Bear Lake to Receive Water Quality and Weather Monitoring Equipment
New platforms will be installed early-April
The platform installation is product of a new U.S. Geological Survey study done in cooperation with Bear Lake Watch, PacifiCorp, Utah Department of Environmental Quality, and Idaho Department of Environmental Quality.
Bear Lake straddles the Utah-Idaho border and attracts thousands of visitors each year. As the area’s population increases and lake inflows and outflows change, understanding the water quality and quantity of the lake is important for resource managers to make informed decisions.
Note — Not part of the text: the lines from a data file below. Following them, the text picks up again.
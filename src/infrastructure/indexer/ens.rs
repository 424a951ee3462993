//! ENS name resolution over `eth_call`
//!
//! The registry is walked from the full name towards the root until a
//! resolver is found. A resolver set on a parent only answers for the full
//! name when it implements ENSIP-10 wildcard resolution.

use alloy_primitives::{address, keccak256, Address, Bytes, FixedBytes, B256};
use alloy_sol_types::{sol, SolCall};
use anyhow::{bail, Context, Result};
use tracing::debug;

/// ENS registry, same address on mainnet and Sepolia
pub const ENS_REGISTRY: Address = address!("00000000000C2E074eC69A0dFb2997BA6C7d2e1e");

/// ERC-165 interface id of `resolve(bytes,bytes)`
pub const EXTENDED_RESOLVER_ID: FixedBytes<4> = FixedBytes([0x90, 0x61, 0xb9, 0x23]);

sol! {
    interface IEnsRegistry {
        function resolver(bytes32 node) external view returns (address);
    }

    interface IAddrResolver {
        function addr(bytes32 node) external view returns (address);
    }

    interface IERC165 {
        function supportsInterface(bytes4 interfaceID) external view returns (bool);
    }

    interface IExtendedResolver {
        function resolve(bytes name, bytes data) external view returns (bytes);
    }
}

/// Read-only contract calls against the latest block
#[async_trait::async_trait]
pub trait EthCall: Send + Sync {
    async fn call(&self, to: Address, data: Vec<u8>) -> Result<Bytes>;
}

/// Resolve a normalized name to its address; `None` when nothing is set
pub async fn resolve_name<C>(client: &C, name: &str) -> Result<Option<Address>>
where
    C: EthCall + ?Sized,
{
    let Some((resolver, owner_name)) = find_resolver(client, name).await? else {
        debug!(name, "no ENS resolver set");
        return Ok(None);
    };

    let node = namehash(name);
    let address = if owner_name == name {
        let reply = client
            .call(resolver, addr_calldata(node))
            .await
            .context("ENS resolver lookup failed")?;
        decode_address_word(&reply)?
    } else {
        if !supports_wildcard(client, resolver).await {
            debug!(name, parent = owner_name, "parent resolver has no wildcard support");
            return Ok(None);
        }
        let data = wildcard_calldata(name, node)?;
        let reply = client
            .call(resolver, data)
            .await
            .context("ENS wildcard resolution failed")?;
        let inner = IExtendedResolver::resolveCall::abi_decode_returns(&reply)
            .context("Invalid ENS wildcard response")?;
        decode_address_word(&inner)?
    };

    Ok((!address.is_zero()).then_some(address))
}

/// Nearest name, starting at `name` itself, that has a resolver set
async fn find_resolver<'n, C>(client: &C, name: &'n str) -> Result<Option<(Address, &'n str)>>
where
    C: EthCall + ?Sized,
{
    let mut current = name;
    // Stop before the TLD unless the TLD itself was asked for
    while !current.is_empty() && (current != "eth" || name == "eth") {
        let reply = client
            .call(ENS_REGISTRY, resolver_calldata(namehash(current)))
            .await
            .context("ENS registry lookup failed")?;
        let resolver = decode_address_word(&reply)?;
        if !resolver.is_zero() {
            return Ok(Some((resolver, current)));
        }
        current = current.split_once('.').map_or("", |(_, parent)| parent);
    }
    Ok(None)
}

async fn supports_wildcard<C>(client: &C, resolver: Address) -> bool
where
    C: EthCall + ?Sized,
{
    let data = IERC165::supportsInterfaceCall {
        interfaceID: EXTENDED_RESOLVER_ID,
    }
    .abi_encode();
    match client.call(resolver, data).await {
        Ok(reply) => IERC165::supportsInterfaceCall::abi_decode_returns(&reply).unwrap_or(false),
        Err(err) => {
            // Reverts count as "not supported"
            debug!(resolver = %resolver, "supportsInterface failed: {:#}", err);
            false
        }
    }
}

/// EIP-137 namehash of an already normalized name
pub fn namehash(name: &str) -> B256 {
    let mut node = B256::ZERO;
    if name.is_empty() {
        return node;
    }
    for label in name.rsplit('.') {
        let label_hash = keccak256(label.as_bytes());
        let mut buf = [0u8; 64];
        buf[..32].copy_from_slice(node.as_slice());
        buf[32..].copy_from_slice(label_hash.as_slice());
        node = keccak256(buf);
    }
    node
}

/// DNS wire format of a name, as ENSIP-10 `resolve` expects it
pub fn dns_encode(name: &str) -> Result<Vec<u8>> {
    let mut out = Vec::with_capacity(name.len() + 2);
    for label in name.split('.').filter(|label| !label.is_empty()) {
        if label.len() > 63 {
            bail!("ENS label longer than 63 bytes: {}", label);
        }
        out.push(label.len() as u8);
        out.extend_from_slice(label.as_bytes());
    }
    out.push(0);
    Ok(out)
}

/// Calldata for `registry.resolver(node)`
pub fn resolver_calldata(node: B256) -> Vec<u8> {
    IEnsRegistry::resolverCall { node }.abi_encode()
}

/// Calldata for `resolver.addr(node)`
pub fn addr_calldata(node: B256) -> Vec<u8> {
    IAddrResolver::addrCall { node }.abi_encode()
}

/// Calldata for `resolver.resolve(dnsName, addr(node))`
pub fn wildcard_calldata(name: &str, node: B256) -> Result<Vec<u8>> {
    Ok(IExtendedResolver::resolveCall {
        name: dns_encode(name)?.into(),
        data: addr_calldata(node).into(),
    }
    .abi_encode())
}

/// Decode call output holding a single ABI-encoded address
pub fn decode_address_word(data: &[u8]) -> Result<Address> {
    if data.is_empty() {
        // Calls into an address without code return empty data
        return Ok(Address::ZERO);
    }
    if data.len() < 32 {
        bail!("eth_call result too short ({} bytes)", data.len());
    }
    Ok(Address::from_slice(&data[12..32]))
}

#[cfg(test)]
mod tests {
    use super::*;
    use alloy_primitives::hex;
    use std::collections::HashMap;
    use std::sync::Mutex;

    /// Contract calls answered from a fixed table; anything else returns empty data
    #[derive(Default)]
    struct FakeChain {
        replies: HashMap<(Address, Vec<u8>), Bytes>,
        reverting: Vec<Address>,
        calls: Mutex<Vec<Address>>,
    }

    impl FakeChain {
        fn with_resolver(mut self, name: &str, resolver: Address) -> Self {
            self.replies.insert(
                (ENS_REGISTRY, resolver_calldata(namehash(name))),
                Bytes::from(resolver.into_word().to_vec()),
            );
            self
        }

        fn with_addr(mut self, resolver: Address, name: &str, target: Address) -> Self {
            self.replies.insert(
                (resolver, addr_calldata(namehash(name))),
                Bytes::from(target.into_word().to_vec()),
            );
            self
        }

        fn with_wildcard(mut self, resolver: Address, name: &str, target: Address) -> Self {
            let support = IERC165::supportsInterfaceCall {
                interfaceID: EXTENDED_RESOLVER_ID,
            }
            .abi_encode();
            self.replies.insert(
                (resolver, support),
                Bytes::from(IERC165::supportsInterfaceCall::abi_encode_returns(&true)),
            );
            let answer = Bytes::from(target.into_word().to_vec());
            self.replies.insert(
                (resolver, wildcard_calldata(name, namehash(name)).unwrap()),
                Bytes::from(IExtendedResolver::resolveCall::abi_encode_returns(&answer)),
            );
            self
        }

        fn reverting(mut self, contract: Address) -> Self {
            self.reverting.push(contract);
            self
        }

        fn registry_calls(&self) -> usize {
            self.calls
                .lock()
                .unwrap()
                .iter()
                .filter(|to| **to == ENS_REGISTRY)
                .count()
        }
    }

    #[async_trait::async_trait]
    impl EthCall for FakeChain {
        async fn call(&self, to: Address, data: Vec<u8>) -> Result<Bytes> {
            self.calls.lock().unwrap().push(to);
            if self.reverting.contains(&to) {
                bail!("execution reverted");
            }
            Ok(self.replies.get(&(to, data)).cloned().unwrap_or_default())
        }
    }

    fn addr(byte: u8) -> Address {
        Address::repeat_byte(byte)
    }

    #[test]
    fn test_namehash_vectors() {
        assert_eq!(namehash(""), B256::ZERO);
        assert_eq!(
            format!("{:?}", namehash("eth")),
            "0x93cdeb708b7545dc668eb9280176169d1c33cfd8ed6f04690a0bcc88a93fc4ae"
        );
        assert_eq!(
            format!("{:?}", namehash("foo.eth")),
            "0xde9b09fd7c5f901e23a3f19fecc54828e9c848539801e86591bd9801b019f84f"
        );
    }

    #[test]
    fn test_calldata_layout() {
        let node = namehash("foo.eth");

        let data = resolver_calldata(node);
        assert_eq!(data.len(), 36);
        assert_eq!(&data[..4], &keccak256("resolver(bytes32)")[..4]);
        assert_eq!(&data[4..], node.as_slice());

        let data = addr_calldata(node);
        assert_eq!(&data[..4], &[0x3b, 0x3b, 0x57, 0xde]);

        assert_eq!(IExtendedResolver::resolveCall::SELECTOR, EXTENDED_RESOLVER_ID.0);
        let data = wildcard_calldata("foo.eth", node).unwrap();
        assert_eq!(&data[..4], EXTENDED_RESOLVER_ID.as_slice());
    }

    #[test]
    fn test_dns_encode() {
        assert_eq!(dns_encode("").unwrap(), vec![0]);
        assert_eq!(
            dns_encode("sub.foo.eth").unwrap(),
            b"\x03sub\x03foo\x03eth\x00".to_vec()
        );
        assert!(dns_encode(&format!("{}.eth", "a".repeat(64))).is_err());
    }

    #[test]
    fn test_decode_address_word() {
        let word = hex::decode("000000000000000000000000d8da6bf26964af9d7eed9e03e53415d37aa96045")
            .unwrap();
        assert_eq!(
            decode_address_word(&word).unwrap(),
            "0xd8dA6BF26964aF9D7eEd9e03E53415D37aA96045".parse::<Address>().unwrap()
        );
        assert_eq!(decode_address_word(&[]).unwrap(), Address::ZERO);
        assert!(decode_address_word(&[0x12, 0x34]).is_err());
    }

    #[tokio::test]
    async fn test_resolver_on_the_name_itself() {
        let (resolver, target) = (addr(0x11), addr(0x22));
        let chain = FakeChain::default()
            .with_resolver("foo.eth", resolver)
            .with_addr(resolver, "foo.eth", target);

        assert_eq!(resolve_name(&chain, "foo.eth").await.unwrap(), Some(target));
        assert_eq!(chain.registry_calls(), 1);
    }

    #[tokio::test]
    async fn test_subname_resolves_through_wildcard_parent() {
        let (resolver, target) = (addr(0x33), addr(0x44));
        let chain = FakeChain::default()
            .with_resolver("foo.eth", resolver)
            .with_wildcard(resolver, "pay.foo.eth", target);

        assert_eq!(resolve_name(&chain, "pay.foo.eth").await.unwrap(), Some(target));
        // pay.foo.eth then foo.eth
        assert_eq!(chain.registry_calls(), 2);
    }

    #[tokio::test]
    async fn test_parent_without_wildcard_support_resolves_nothing() {
        let resolver = addr(0x55);
        let chain = FakeChain::default()
            .with_resolver("foo.eth", resolver)
            .with_addr(resolver, "foo.eth", addr(0x66));
        assert_eq!(resolve_name(&chain, "pay.foo.eth").await.unwrap(), None);

        let chain = FakeChain::default()
            .with_resolver("foo.eth", resolver)
            .reverting(resolver);
        assert_eq!(resolve_name(&chain, "pay.foo.eth").await.unwrap(), None);
    }

    #[tokio::test]
    async fn test_walk_stops_before_the_tld() {
        let chain = FakeChain::default().with_resolver("eth", addr(0x77));

        assert_eq!(resolve_name(&chain, "a.b.eth").await.unwrap(), None);
        // a.b.eth and b.eth only
        assert_eq!(chain.registry_calls(), 2);
    }

    #[tokio::test]
    async fn test_registry_failure_is_an_error() {
        let chain = FakeChain::default().reverting(ENS_REGISTRY);
        let err = resolve_name(&chain, "foo.eth").await.unwrap_err();
        assert!(format!("{:#}", err).contains("ENS registry lookup failed"));
    }
}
Starting in early April, two pontoon-type platforms with USGS monitoring equipment will be deployed onto Bear Lake to collect high-quality data through September 2022. The equipment will take near real-time weather and water-quality measurements, such as water temperature, dissolved oxygen concentration, depth, pH, wind speed, as well as others to assess a variability of associated parameters around the lake. USGS scientists will use the collected information to also estimate evaporation rates.
“Using science to plan for the future of Bear Lake is crucial,” said Dave Cottle, Executive Director of Bear Lake Watch. “Understanding how much water is being lost to evaporation is an important step in helping to preserve and protect Bear Lake. This study will also provide water-quality information that can help water managers identify potential problems before they become critical.”
The platforms will look similar to small boats, but will not interfere with recreational activities on the lake. The public is asked to steer clear of the platforms and not disturb the equipment onboard. One platform will be stationary and located in deep water on the east side of the lake, near the Utah-Idaho border. The second platform will be deployed at up to five different locations during the project. Platforms will be removed during the winter to avoid ice damage.
Once equipment is up and running, results will be available online.